Anyhow, dig in. There’s a whole buffet right there for you! Cool? Cool1.
Poems
Stories
What I Saw This Afternoon When I Looked Up
I saw a cloud today, shaped like a turtle (though it could have been the other way around). It swam across the sky. Fluffed head dark with thunder Tilted in my direction. It gazed down at minuscule me, Ice-blue eye rimmed with cirrus lashes, and winked. I watched it push a grey-white fin through The jet stream current, wide above. It obliterated An Olympian cloud peak, sending shattered debris Racing down immense slopes to bury a surprised Pantheon of gods out on a ski vacation.
How To Get World Peace, Probably
(Photo Credit: congerdesign on Pixabay)
I think we might solve many, if not every single one, Of life’s greatest problems (or at least the problems we Humans have with other humans) If we could meet regularly over pancakes and coffee. Once every couple of weeks ought to be about right. We don’t want to clog up everyone’s busy schedules. Everyone is so busy, aren’t they? Too busy making more problems Too busy being too busy. Too busy not eating pancakes. The first thing we’d have to work out, and this is important, Is which syrup flavors we will have on the broad table. We won’t have room for all of them. Then we will sort out who takes cream and sugar in their coffee And who is clearly a barbarian.
Apocalypse, Not Yet
When the end of the world finally came No one would believe it was here Despite the onslaught of status changes and Selfies with backgrounds full of raining fish, Ravenous locusts, the poisonous Wormwood.
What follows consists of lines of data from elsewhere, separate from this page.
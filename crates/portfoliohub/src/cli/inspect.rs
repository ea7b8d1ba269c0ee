//! Read-only commands: packages, moderate and config.

use portfoliohub::{HubConfig, HubResult, ModerationGateway, Moderator, credit_catalog};
use tracing::instrument;

/// Print the package catalog.
pub fn print_packages() {
    println!(
        "{:<10} {:>8} {:>7} {:>8} {:>7}",
        "PACKAGE", "CREDITS", "BONUS", "POINTS", "RATE"
    );
    for package in credit_catalog() {
        let marker = if *package.popular() { " *" } else { "" };
        println!(
            "{:<10} {:>8} {:>7} {:>8} {:>7.1}{}",
            package.id(),
            package.credits_granted(),
            package.bonus_credits(),
            package.points_cost(),
            package.display_rate(),
            marker
        );
    }
}

/// Moderate `text` and print the verdict.
#[instrument(skip(config, text))]
pub async fn moderate_text(config: &HubConfig, text: &str) -> HubResult<()> {
    let gateway = ModerationGateway::from_config(&config.moderation);
    let verdict = gateway.moderate(text).await?;
    let source = if gateway.has_classifier() {
        "classifier"
    } else {
        "fallback"
    };

    println!(
        "{} (confidence {:.2}, {})",
        if verdict.approved { "APPROVED" } else { "REJECTED" },
        verdict.confidence,
        source
    );
    if let Some(reason) = &verdict.reason {
        println!("Reason: {}", reason);
    }
    Ok(())
}

/// Print the configuration as TOML.
pub fn print_config(config: &HubConfig) -> HubResult<()> {
    print!("{}", config.to_redacted_toml()?);
    Ok(())
}
//! Account roles.

use serde::{Deserialize, Serialize};

/// Role held by an account.
///
/// Roles are snapshotted onto listings and comments at creation time so that
/// badges show the role held when the action happened.
///
/// # Examples
///
/// ```
/// use portfoliohub_core::Role;
/// use std::str::FromStr;
///
/// assert_eq!(Role::from_str("founder").unwrap(), Role::Founder);
/// assert!(Role::Admin.is_privileged());
/// assert!(!Role::Member.is_privileged());
/// assert_eq!(Role::Member.to_string(), "member");
/// ```
#[derive(
    Debug,
    Clone,
    Copy,
    Default,
    PartialEq,
    Eq,
    PartialOrd,
    Ord,
    Hash,
    Serialize,
    Deserialize,
    strum::Display,
    strum::EnumString,
    strum::EnumIter,
)]
#[serde(rename_all = "lowercase")]
#[strum(serialize_all = "lowercase")]
pub enum Role {
    /// Regular member
    #[default]
    Member,
    /// Site administrator
    Admin,
    /// Site founder (superset of admin)
    Founder,
}

impl Role {
    /// Admins and founders may use the admin override paths.
    pub fn is_privileged(self) -> bool {
        matches!(self, Role::Admin | Role::Founder)
    }

    /// Founder-only operations (maintenance, founder role management).
    pub fn is_founder(self) -> bool {
        self == Role::Founder
    }
}
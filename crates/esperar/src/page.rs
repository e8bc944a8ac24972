//! Page facade.
//!
//! A [`Page`] is the per-test-case entry point: it owns the live document,
//! the dialog bridge, the network monitor, the cancellation token, and the
//! engine defaults, and it constructs locators. The external test runner is
//! expected to hand each test case a fresh page; the engine keeps no state
//! across pages.

use std::sync::Arc;
use std::time::Duration;
use uuid::Uuid;

use crate::config::EngineConfig;
use crate::dialog::{Dialog, DialogBridge};
use crate::dom::Document;
use crate::locator::Locator;
use crate::network::NetworkMonitor;
use crate::poll::{poll_until, CancelToken, PollError, PollOutcome, PollSuccess};
use crate::result::{EsperarError, EsperarResult};
use crate::selector::{Selector, TextMatch};

/// Shared engine state behind every locator built from one page
#[derive(Debug)]
pub(crate) struct PageCore {
    pub(crate) doc: Document,
    pub(crate) dialogs: DialogBridge,
    pub(crate) network: NetworkMonitor,
    pub(crate) cancel: CancelToken,
    pub(crate) config: EngineConfig,
}

impl PageCore {
    /// Poll with page-level tick servicing: the dialog bridge is serviced
    /// before every tick (grace-period auto-dismissal), a closed page aborts
    /// the poll, and an unresolved dialog blocks the caller's predicate.
    pub(crate) fn poll<T, R, F, B>(
        &self,
        timeout: Duration,
        interval: Duration,
        blocked: B,
        mut tick: F,
    ) -> Result<PollSuccess<T>, PollError<R>>
    where
        R: std::fmt::Display,
        F: FnMut() -> PollOutcome<T, R>,
        B: Fn() -> R,
    {
        poll_until(timeout, interval, &self.cancel, |_| {
            self.dialogs.service(self.config.dialog_grace());
            if self.doc.is_closed() {
                return PollOutcome::Abort(EsperarError::PageClosed);
            }
            if self.dialogs.has_blocking() {
                return PollOutcome::Pending(blocked());
            }
            tick()
        })
    }
}

/// A live page under test.
///
/// Cloning is intentionally not provided: one test case, one page. The
/// host-side handles ([`Document`], [`NetworkMonitor`], [`DialogBridge`])
/// are cheaply cloneable and may be moved into spawned threads to simulate
/// concurrent page behavior.
#[derive(Debug)]
pub struct Page {
    id: Uuid,
    core: Arc<PageCore>,
}

impl Default for Page {
    fn default() -> Self {
        Self::new()
    }
}

impl Page {
    /// Create a fresh page with default engine configuration
    #[must_use]
    pub fn new() -> Self {
        Self::with_config(EngineConfig::default())
    }

    /// Create a fresh page with custom engine configuration
    #[must_use]
    pub fn with_config(config: EngineConfig) -> Self {
        let id = Uuid::new_v4();
        tracing::debug!(page = %id, "page created");
        Self {
            id,
            core: Arc::new(PageCore {
                doc: Document::new(),
                dialogs: DialogBridge::new(),
                network: NetworkMonitor::new(),
                cancel: CancelToken::new(),
                config,
            }),
        }
    }

    /// Unique page instance id
    #[must_use]
    pub const fn id(&self) -> Uuid {
        self.id
    }

    /// Engine configuration defaults for this page
    #[must_use]
    pub fn config(&self) -> &EngineConfig {
        &self.core.config
    }

    /// The live document, for host-side mutation
    #[must_use]
    pub fn document(&self) -> &Document {
        &self.core.doc
    }

    /// The network monitor, for host-side request notifications
    #[must_use]
    pub fn network(&self) -> &NetworkMonitor {
        &self.core.network
    }

    /// The dialog bridge, for inspection of resolved dialogs
    #[must_use]
    pub fn dialog_bridge(&self) -> &DialogBridge {
        &self.core.dialogs
    }

    // =========================================================================
    // LOCATOR CONSTRUCTION
    // =========================================================================

    /// Locator from a CSS selector expression
    #[must_use]
    pub fn locator(&self, css: impl Into<String>) -> Locator {
        Locator::new(Arc::clone(&self.core), Selector::css(css))
    }

    /// Locator by ARIA role, optionally constrained by accessible name
    #[must_use]
    pub fn get_by_role(&self, role: impl Into<String>, name: Option<TextMatch>) -> Locator {
        Locator::new(Arc::clone(&self.core), Selector::role(role, name))
    }

    /// Locator by rendered text
    #[must_use]
    pub fn get_by_text(&self, text: impl Into<TextMatch>) -> Locator {
        Locator::new(Arc::clone(&self.core), Selector::text(text))
    }

    /// Locator by placeholder text
    #[must_use]
    pub fn get_by_placeholder(&self, text: impl Into<TextMatch>) -> Locator {
        Locator::new(Arc::clone(&self.core), Selector::placeholder(text))
    }

    /// Locator by test identifier
    #[must_use]
    pub fn get_by_test_id(&self, id: impl Into<String>) -> Locator {
        Locator::new(Arc::clone(&self.core), Selector::test_id(id))
    }

    // =========================================================================
    // DIALOGS
    // =========================================================================

    /// Register a persistent dialog handler
    pub fn on_dialog<F>(&self, handler: F)
    where
        F: Fn(&mut Dialog) + Send + Sync + 'static,
    {
        self.core.dialogs.on_dialog(handler);
    }

    /// Register a single-fire dialog handler
    pub fn once_dialog<F>(&self, handler: F)
    where
        F: Fn(&mut Dialog) + Send + Sync + 'static,
    {
        self.core.dialogs.once_dialog(handler);
    }

    /// Raise a native dialog from the page (host side)
    pub fn raise_dialog(&self, dialog: Dialog) {
        self.core.dialogs.raise(dialog);
    }

    // =========================================================================
    // WAITS AND LIFECYCLE
    // =========================================================================

    /// Wait until the network has been quiet for the configured window,
    /// using the default timeout
    pub fn wait_for_network_idle(&self) -> EsperarResult<()> {
        self.wait_for_network_idle_within(self.core.config.timeout())
    }

    /// Wait until the network has been quiet for the configured window,
    /// with a per-call timeout override
    pub fn wait_for_network_idle_within(&self, timeout: Duration) -> EsperarResult<()> {
        let quiet = self.core.config.network_quiet_window();
        let interval = self.core.config.poll_interval();
        let result = self.core.poll(
            timeout,
            interval,
            || "dialog open".to_string(),
            || {
                if self.core.network.is_idle(quiet) {
                    PollOutcome::Ready(())
                } else {
                    PollOutcome::Pending(self.core.network.describe())
                }
            },
        );
        match result {
            Ok(success) => {
                tracing::debug!(
                    elapsed_ms = success.elapsed.as_millis() as u64,
                    attempts = success.attempts,
                    "network idle"
                );
                Ok(())
            }
            Err(err) => Err(err.into_error(|last, elapsed| EsperarError::NetworkIdleTimeout {
                state: last.unwrap_or_else(|| "no tick ran".to_string()),
                elapsed_ms: elapsed.as_millis() as u64,
            })),
        }
    }

    /// Cancellation token governing every poll on this page
    #[must_use]
    pub fn cancel_token(&self) -> CancelToken {
        self.core.cancel.clone()
    }

    /// Abort the test case: any in-progress poll unwinds within one tick
    pub fn cancel(&self) {
        self.core.cancel.cancel();
    }

    /// Close the page. Dialog subscriptions are torn down and every
    /// subsequent engine operation fails with [`EsperarError::PageClosed`].
    pub fn close(&self) {
        self.core.dialogs.clear();
        self.core.doc.close();
        tracing::debug!(page = %self.id, "page closed");
    }
}
//! Actionability probing.
//!
//! Before an interactive action runs, the prober polls the live element set
//! until the element satisfies the action's required conditions on a single
//! tick. Layout stability is judged across two consecutive ticks, so the
//! prober carries a little state between evaluations; everything else is
//! recomputed fresh each tick.

use serde::{Deserialize, Serialize};
use std::fmt;
use std::time::Duration;

use crate::dom::{BoundingBox, ElementState};
use crate::poll::PollOutcome;
use crate::result::EsperarError;

// =============================================================================
// CONDITIONS
// =============================================================================

/// One actionability condition
#[derive(Debug, Clone, Copy, PartialEq, Eq, Serialize, Deserialize)]
pub enum Condition {
    /// Element is present in the document
    Attached,
    /// Element is rendered visible
    Visible,
    /// Bounding box unchanged across two consecutive polls
    Stable,
    /// Element is enabled
    Enabled,
    /// Element accepts text input
    Editable,
    /// Pointer events reach the element
    ReceivesEvents,
}

impl Condition {
    /// The condition's name, as used in error messages
    #[must_use]
    pub const fn name(&self) -> &'static str {
        match self {
            Self::Attached => "attached",
            Self::Visible => "visible",
            Self::Stable => "stable",
            Self::Enabled => "enabled",
            Self::Editable => "editable",
            Self::ReceivesEvents => "receives-events",
        }
    }
}

impl fmt::Display for Condition {
    fn fmt(&self, f: &mut fmt::Formatter<'_>) -> fmt::Result {
        write!(f, "{}", self.name())
    }
}

// =============================================================================
// ACTIONS
// =============================================================================

/// The interactive action classes, each with its required condition set
#[derive(Debug, Clone, Copy, PartialEq, Eq, Serialize, Deserialize)]
pub enum Action {
    /// click
    Click,
    /// fill, clear, select_option
    Fill,
    /// check, uncheck
    Check,
    /// drag source or drop target
    Drag,
    /// read-only value extraction
    Read,
}

impl Action {
    /// The action's name for error messages
    #[must_use]
    pub const fn name(&self) -> &'static str {
        match self {
            Self::Click => "click",
            Self::Fill => "fill",
            Self::Check => "check",
            Self::Drag => "drag",
            Self::Read => "read",
        }
    }

    /// Conditions that must all hold simultaneously on one tick, in the
    /// order they are reported when unsatisfied
    #[must_use]
    pub const fn required(&self) -> &'static [Condition] {
        use Condition::{Attached, Editable, Enabled, ReceivesEvents, Stable, Visible};
        match self {
            Self::Click | Self::Check | Self::Drag => {
                &[Attached, Visible, Stable, Enabled, ReceivesEvents]
            }
            Self::Fill => &[Attached, Visible, Stable, Enabled, Editable],
            Self::Read => &[Attached],
        }
    }
}

impl fmt::Display for Action {
    fn fmt(&self, f: &mut fmt::Formatter<'_>) -> fmt::Result {
        write!(f, "{}", self.name())
    }
}

// =============================================================================
// STATE SNAPSHOT
// =============================================================================

/// Actionability snapshot for one element on one tick.
///
/// Recomputed every poll tick; never cached across ticks because the page
/// mutates concurrently.
#[derive(Debug, Clone, Copy, PartialEq, Eq, Serialize, Deserialize)]
pub struct ActionabilityState {
    /// Present in the document
    pub attached: bool,
    /// Rendered visible
    pub visible: bool,
    /// Bounding box unchanged since the previous tick
    pub stable: bool,
    /// Enabled
    pub enabled: bool,
    /// Accepts text input
    pub editable: bool,
    /// Pointer events reach it
    pub receives_events: bool,
}

impl ActionabilityState {
    /// Snapshot an attached element. `stable` comes from the prober's
    /// cross-tick bounding-box comparison.
    #[must_use]
    pub const fn of(el: &ElementState, stable: bool) -> Self {
        Self {
            attached: true,
            visible: el.visible,
            stable,
            enabled: el.enabled,
            editable: el.editable,
            receives_events: el.receives_events,
        }
    }

    /// The all-false snapshot of a detached element
    #[must_use]
    pub const fn detached() -> Self {
        Self {
            attached: false,
            visible: false,
            stable: false,
            enabled: false,
            editable: false,
            receives_events: false,
        }
    }

    /// Whether one condition holds
    #[must_use]
    pub const fn satisfies(&self, condition: Condition) -> bool {
        match condition {
            Condition::Attached => self.attached,
            Condition::Visible => self.visible,
            Condition::Stable => self.stable,
            Condition::Enabled => self.enabled,
            Condition::Editable => self.editable,
            Condition::ReceivesEvents => self.receives_events,
        }
    }

    /// First unsatisfied condition from `required`, in table order
    #[must_use]
    pub fn first_unsatisfied(&self, required: &[Condition]) -> Option<Condition> {
        required.iter().copied().find(|c| !self.satisfies(*c))
    }

    /// Slash-separated list of the conditions that currently hold, for
    /// diagnostic messages ("attached/stable/enabled")
    #[must_use]
    pub fn summary(&self) -> String {
        const ALL: [Condition; 6] = [
            Condition::Attached,
            Condition::Visible,
            Condition::Stable,
            Condition::Enabled,
            Condition::Editable,
            Condition::ReceivesEvents,
        ];
        let held: Vec<&str> = ALL
            .iter()
            .filter(|c| self.satisfies(**c))
            .map(|c| c.name())
            .collect();
        if held.is_empty() {
            "detached".to_string()
        } else {
            held.join("/")
        }
    }
}

// =============================================================================
// PROBER
// =============================================================================

/// Why a probe tick did not succeed
#[derive(Debug, Clone)]
pub enum ProbeFailure {
    /// No element matched the selector this tick
    NoMatch,
    /// More than one element matched when exactly one was required
    Ambiguous {
        /// Number of matching elements
        count: usize,
    },
    /// The element resolved on a previous tick has disappeared
    Detached,
    /// The element is attached but a required condition is unsatisfied
    NotYet {
        /// First unsatisfied condition in table order
        condition: Condition,
        /// Full snapshot for the diagnostic message
        state: ActionabilityState,
    },
    /// An unresolved native dialog is blocking all page activity
    DialogOpen,
    /// The element is actionable but the requested select option is absent
    OptionMissing {
        /// The requested option label or value
        option: String,
    },
}

impl fmt::Display for ProbeFailure {
    fn fmt(&self, f: &mut fmt::Formatter<'_>) -> fmt::Result {
        match self {
            Self::NoMatch => write!(f, "no matching element"),
            Self::Ambiguous { count } => write!(f, "{count} elements matched"),
            Self::Detached => write!(f, "element detached"),
            Self::NotYet { condition, state } => {
                write!(f, "not {condition} (currently {})", state.summary())
            }
            Self::DialogOpen => write!(f, "dialog open"),
            Self::OptionMissing { option } => write!(f, "option {option:?} not present"),
        }
    }
}

/// Per-action readiness prober.
///
/// One prober instance lives for the duration of one poll loop; it holds the
/// previous tick's bounding box so stability can be judged. A detached or
/// replaced element resets that state and resolution starts from scratch on
/// the next tick.
#[derive(Debug)]
pub struct Prober {
    action: Action,
    last_box: Option<(u64, BoundingBox)>,
}

impl Prober {
    /// Create a prober for one action
    #[must_use]
    pub const fn new(action: Action) -> Self {
        Self {
            action,
            last_box: None,
        }
    }

    /// Evaluate one tick against the freshly resolved candidate set
    pub fn evaluate(&mut self, candidates: &[ElementState]) -> PollOutcome<ElementState, ProbeFailure> {
        match candidates {
            [] => {
                let was_tracking = self.last_box.take().is_some();
                if was_tracking {
                    PollOutcome::Pending(ProbeFailure::Detached)
                } else {
                    PollOutcome::Pending(ProbeFailure::NoMatch)
                }
            }
            [el] => {
                let stable = self.last_box == Some((el.id, el.bounding_box));
                self.last_box = Some((el.id, el.bounding_box));
                let state = ActionabilityState::of(el, stable);
                match state.first_unsatisfied(self.action.required()) {
                    Some(condition) => {
                        PollOutcome::Pending(ProbeFailure::NotYet { condition, state })
                    }
                    None => PollOutcome::Ready(el.clone()),
                }
            }
            many => {
                self.last_box = None;
                PollOutcome::Pending(ProbeFailure::Ambiguous { count: many.len() })
            }
        }
    }
}

/// Map a probe timeout into the matching error variant
#[must_use]
pub(crate) fn timeout_error(
    last: Option<ProbeFailure>,
    selector: &str,
    action: Action,
    elapsed: Duration,
) -> EsperarError {
    let elapsed_ms = elapsed.as_millis() as u64;
    match last {
        None | Some(ProbeFailure::NoMatch) => EsperarError::NotFound {
            selector: selector.to_string(),
            count: 0,
            elapsed_ms,
        },
        Some(ProbeFailure::Ambiguous { count }) => EsperarError::NotFound {
            selector: selector.to_string(),
            count,
            elapsed_ms,
        },
        Some(ProbeFailure::Detached) => EsperarError::ActionabilityTimeout {
            selector: selector.to_string(),
            action: action.name().to_string(),
            condition: Condition::Attached.name().to_string(),
            state: "detached".to_string(),
            elapsed_ms,
        },
        Some(ProbeFailure::NotYet { condition, state }) => EsperarError::ActionabilityTimeout {
            selector: selector.to_string(),
            action: action.name().to_string(),
            condition: condition.name().to_string(),
            state: state.summary(),
            elapsed_ms,
        },
        Some(ProbeFailure::DialogOpen) => EsperarError::ActionabilityTimeout {
            selector: selector.to_string(),
            action: action.name().to_string(),
            condition: Condition::ReceivesEvents.name().to_string(),
            state: "blocked by open dialog".to_string(),
            elapsed_ms,
        },
        Some(ProbeFailure::OptionMissing { option }) => EsperarError::OptionNotFound {
            selector: selector.to_string(),
            option,
        },
    }
}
Social media platforms groaned under the strain Safety teams issued millions of warnings. “Missing Context!” “Extremist Content!” The weight of the throttles shattered their hands. Blue-check profiles scattered and screamed Ratioed into an unforgiving abyss Immolated by their own hot takes Fill-ins handled their shows that day. Meanwhile, in Lexington and Lafayette, San Diego and Sioux Falls, life did not end. Detroit and Dallas, Tucson and Tazewell Continued. The world spun, heedless Of the apocalypse that raged beyond The thin border of glass and passcode. No one saw locusts or streams of blood. No one stepped lightly around drifts of cod. And certainly no one, anywhere, at all Missed the television talking heads Who took a few days off “for their health”.
The Words on the Wall
Bentham opened the old book to the thirteenth page and began to read the incantation in a voice hoarse with age. Syllables not spoken in centuries filled the air with blasphemies so thick they nearly took tangible form. The man he hired in Old London to carry his baggage shrieked and fell to the ground, his hands pressed hard over his ears. As he read, his voice gained strength. He traced each word, inked in blood and sealed in pain, with his finger as he read them. They rang in the air like discordant bells struck a great distance away. The air took on a smell of foulness as if a door to a vast, dank mausoleum had cracked open. On the wall in front of him, the strange symbols carved into the living rock began to shift and writhe. As he progressed down the page, the symbols began to form words that glowed a faint sickening purple. From behind him, Bentham heard a tortured gurgling sound. The hireling, he supposed, had succumbed to the overwhelming pressure of madness. The man was weak. Expendable. He didn’t matter. Nothing mattered except finishing the incantation that revealed the ancient words on the wall. With a final word that sounded like a death rattle, Bentham gazed upon the phrase with undisguised avarice. His brow furrowed as he read the phrase and asked a single question to the thousand chittering shadows that seemed to laugh at his confusion. “What in the hell is Ovaltine?”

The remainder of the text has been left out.